Because many models may be plausible for this prediction task, we combine them using Bayesian model averaging. We weight each model by its robustness to violations of the causal assumption.

Methodology Overview

Our identification framework begins with prediction and correction steps. First, we train a model on pre-intervention data to predict untreated outcomes in the post-intervention period. Then, we correct the treated group’s predictions using the comparison group’s post-intervention prediction errors, which adjusts for shared time-varying shocks. The identifying assumption is that, without the policy change, prediction errors would be equal (in expectation) across treated and comparison groups.

We specify a collection of plausible models for this prediction task and compare across them using robustness to the causal assumption. Specifically, we quantify each model’s differential prediction errors (i.e., differences between the treated and untreated group’s prediction errors) during a series of pre-intervention validation periods. Taking the max as a summary across these periods, we consider models with smaller maximum differential prediction errors more robust.

Then we apply Bayesian model averaging (BMA), weighting each model by its posterior probability of being the most robust. Taking an “informal Bayesian approach”, we sample model parameters from a quasi-posterior (Gelman and Hill 2006, 140). This is a multivariate Normal distribution with mean equal to the estimated parameters of the fitted models and a variance-covariance matrix that incorporates across-model correlations. For each parameter draw, we compute the models’ differential prediction errors and take the max over the validation periods. Each model’s weight is the proportion of draws in which it minimizes the maximum differential prediction error (i.e., is most robust). Finally, using the corrected predictions from our averaged model, we estimate the average treatment effect on the treated (ATT).

Summary of the APM method

For inference, we apply a fractional weighted bootstrap (Xu et al. 2020). It takes into account uncertainty about the models’ performance, but not the uncertainty in the BMA weights themselves, which would be computationally infeasible. Following Antonelli, Papadogeorgou, and Dominici (2022), we estimate overall variance as the sum of two components: (1) sampling variance with fixed model uncertainty and (2) model uncertainty variance with fixed sampling uncertainty.

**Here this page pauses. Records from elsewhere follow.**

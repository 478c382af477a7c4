use std::sync::Arc;

use axum::{
    extract::{Extension, Path, Query},
    http::StatusCode,
    response::{IntoResponse, Response},
    routing::{get, post},
    Json, Router,
};

use cashbook_accounting::{LocationFilter, NewMoneyLocation};
use cashbook_core::MoneyLocationId;

use crate::app::services::AppServices;
use crate::app::{dto, errors};
use crate::context::RequestContext;

pub fn router() -> Router {
    Router::new()
        .route("/", get(list_locations).post(create_location))
        .route("/:id", get(get_location))
        .route("/:id/deactivate", post(deactivate_location))
        .route("/:id/reconcile", post(reconcile_location))
}

fn parse_id(raw: &str) -> Result<MoneyLocationId, Response> {
    raw.parse().map_err(|_| errors::invalid_id("money location"))
}

pub async fn list_locations(
    Extension(services): Extension<Arc<AppServices>>,
    Query(query): Query<dto::LocationQuery>,
) -> Result<Response, Response> {
    let filter = match query.filter.as_deref() {
        Some(raw) => raw.parse::<LocationFilter>().map_err(|e| {
            errors::json_error(StatusCode::BAD_REQUEST, "invalid_filter", e.to_string())
        })?,
        None => LocationFilter::Active,
    };
    let items = services
        .ledger
        .locations
        .list(filter)
        .await
        .map_err(errors::ledger_error_to_response)?;
    Ok((StatusCode::OK, Json(serde_json::json!({ "items": items }))).into_response())
}

pub async fn get_location(
    Extension(services): Extension<Arc<AppServices>>,
    Path(id): Path<String>,
) -> Result<Response, Response> {
    let location = services
        .ledger
        .locations
        .get(parse_id(&id)?)
        .await
        .map_err(errors::ledger_error_to_response)?;
    Ok((StatusCode::OK, Json(location)).into_response())
}

pub async fn create_location(
    Extension(services): Extension<Arc<AppServices>>,
    Extension(ctx): Extension<RequestContext>,
    Json(body): Json<NewMoneyLocation>,
) -> Result<Response, Response> {
    let user = errors::require_user(&ctx)?;
    let location = services
        .ledger
        .locations
        .create(body)
        .await
        .map_err(errors::ledger_error_to_response)?;
    tracing::info!(code = %location.code, acting_user = %user, "money location created");
    Ok((StatusCode::CREATED, Json(location)).into_response())
}

pub async fn deactivate_location(
    Extension(services): Extension<Arc<AppServices>>,
    Extension(ctx): Extension<RequestContext>,
    Path(id): Path<String>,
) -> Result<Response, Response> {
    let user = errors::require_user(&ctx)?;
    let location = services
        .ledger
        .locations
        .deactivate(parse_id(&id)?)
        .await
        .map_err(errors::ledger_error_to_response)?;
    tracing::info!(code = %location.code, acting_user = %user, "money location deactivated");
    Ok((StatusCode::OK, Json(location)).into_response())
}

pub async fn reconcile_location(
    Extension(services): Extension<Arc<AppServices>>,
    Extension(ctx): Extension<RequestContext>,
    Path(id): Path<String>,
) -> Result<Response, Response> {
    errors::require_user(&ctx)?;
    let reconciliation = services
        .ledger
        .locations
        .reconcile_balance(parse_id(&id)?)
        .await
        .map_err(errors::ledger_error_to_response)?;
    Ok((StatusCode::OK, Json(reconciliation)).into_response())
}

Finally, we can also perform causal sensitivity analyses by scaling the models’ maximum differential prediction error in the validation periods by a factor \(M\). This enables sensitivity measures such as:

constructing sensitivity bounds for a particular \(M\) as in Manski and Pepper (2018) and Rambachan and Roth (2023)
finding the value of \(M\) that would reverse the sign of the causal effect
finding the value of \(M\) that would lead the confidence interval to include 0

The package implements the APM methods via three key functions:

apm_mod() constructs candidate models that can predict untreated outcomes in both treated and comparison groups.
apm_pre() fits these candidate models to pre-treatment validation data and generates the BMA weights for each model.
apm_est() estimates the ATT, given the BMA weights, and constructs both statistical and causal bounds around it.

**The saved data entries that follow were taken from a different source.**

//! Service wiring.
//!
//! The four ledger services are plain structs built once at process start
//! from one store, one notification bus and one `LedgerConfig`, then passed by
//! reference to handlers and HTTP routes.

use cashbook_events::EventBus;

use crate::accounts::AccountRegistry;
use crate::cash_sessions::CashSessionManager;
use crate::config::{AccountMapping, LedgerConfig};
use crate::journal_engine::JournalEngine;
use crate::money_locations::MoneyLocationRegistry;
use crate::notify::LedgerEnvelope;
use crate::store::LedgerStore;

#[derive(Debug, Clone)]
pub struct LedgerServices<S, B> {
    pub accounts: AccountRegistry<S>,
    pub locations: MoneyLocationRegistry<S>,
    pub journal: JournalEngine<S, B>,
    pub sessions: CashSessionManager<S, B>,
    /// Well-known account codes for the domain event handlers.
    pub mapping: AccountMapping,
}

impl<S, B> LedgerServices<S, B>
where
    S: LedgerStore + Clone,
    B: EventBus<LedgerEnvelope> + Clone,
{
    pub fn new(store: S, bus: B, config: &LedgerConfig) -> Self {
        Self {
            accounts: AccountRegistry::new(store.clone(), config.storage_timeout),
            locations: MoneyLocationRegistry::new(store.clone(), config.storage_timeout),
            journal: JournalEngine::new(store.clone(), bus.clone(), config),
            sessions: CashSessionManager::new(store, bus, config),
            mapping: config.accounts.clone(),
        }
    }
}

Example: Estimating the Effect of Missouri’s Gun Policy Change

In this example, we apply APM to estimate the effect of Missouri’s 2007 repeal of its permit-to-purchase law on gun homicide rates (Webster, Crifasi, and Vernick 2014; Hasegawa, Webster, and Small 2019).

library(apm)

Load Example Data

The package provides an example dataset with pre- and post-policy homicide rates:

data("ptpdata", package = "apm")

# Inspect the dataset
head(ptpdata)

##      state year deaths crude_rate age_adj_rate group treat
## 1 Arkansas 1994    205        8.2          8.2     0     0
## 2 Arkansas 1995    212        8.4          8.4     0     0
## 3 Arkansas 1996    164        6.4          6.4     0     0
## 4 Arkansas 1997    196        7.5          7.6     0     0
## 5 Arkansas 1998    155        5.9          6.0     0     0
## 6 Arkansas 1999    118        4.4          4.5     0     0

The dataset includes:

state: State name
year: Year of observation
deaths: The number of gun homicide deaths
crude_rate: Gun homicide rate per 100,000
age_adj_rate: Gun homicide rate per 100,000 adjusted for age
group: Indicator for Missouri (1 = Missouri, 0 = comparison group)
treat: Indicator for Missouri in post-treatment year (2008+) (1 = treated, 0 = untreated)

Note that observations with year == 2008 are the average of a state’s observations over all post-treatment periods (2008 - 2016).

Define Candidate Models

APM supports a range of model options:

formula_list: list of model formulas with outcome on left-hand side and predictors on right-hand side, e.g., formula_list = crude_rate ~ 1.
family: list of family specifications passed to stats::glm() when fitting models in apm_pre(); "negbin" can also be supplied to request negative binomial model with log link fit using MASS::glm.nb(). To see list of family specifications, run ?family.
lag: vector of integers outcome lags to be used as predictors. For example, lag = 3 means to include lag-1, lag-2, and lag-3 outcomes as predictors. Default is 0 (for no lags).
diff_k: vector of integers indicating outcome lags to be used as offsets. For example, diff_k = 1 means prior time point’s outcome will be included as offset, equivalent to using the outcome minus its corresponding lag as the model’s outcome. Default is 0 for no lags. Any models with a diff_k value less than a lag value are removed automatically. When used with a family with log link, lags are automatically log-transformed; apm_pre() will return an error if non-positive values are present in the outcome.
log: logical vector indicating whether outcome should be log-transformed. Default is FALSE to use the original outcome. When lag or diff_k are greater than 0, outcome lags will also be log-transformed if TRUE. When family has log link and diff_k is greater than 0, lag in offset will be log transformed.
time_trend: vector of integers indicating powers to be included in a time trend. For example, time_trend = 2 means to include as predictors time variable and its square. A value of 0 (the default) means continuous time is not included as predictor.
fixef: logical vector indicating whether to include unit fixed effects as predictors. Default is FALSE.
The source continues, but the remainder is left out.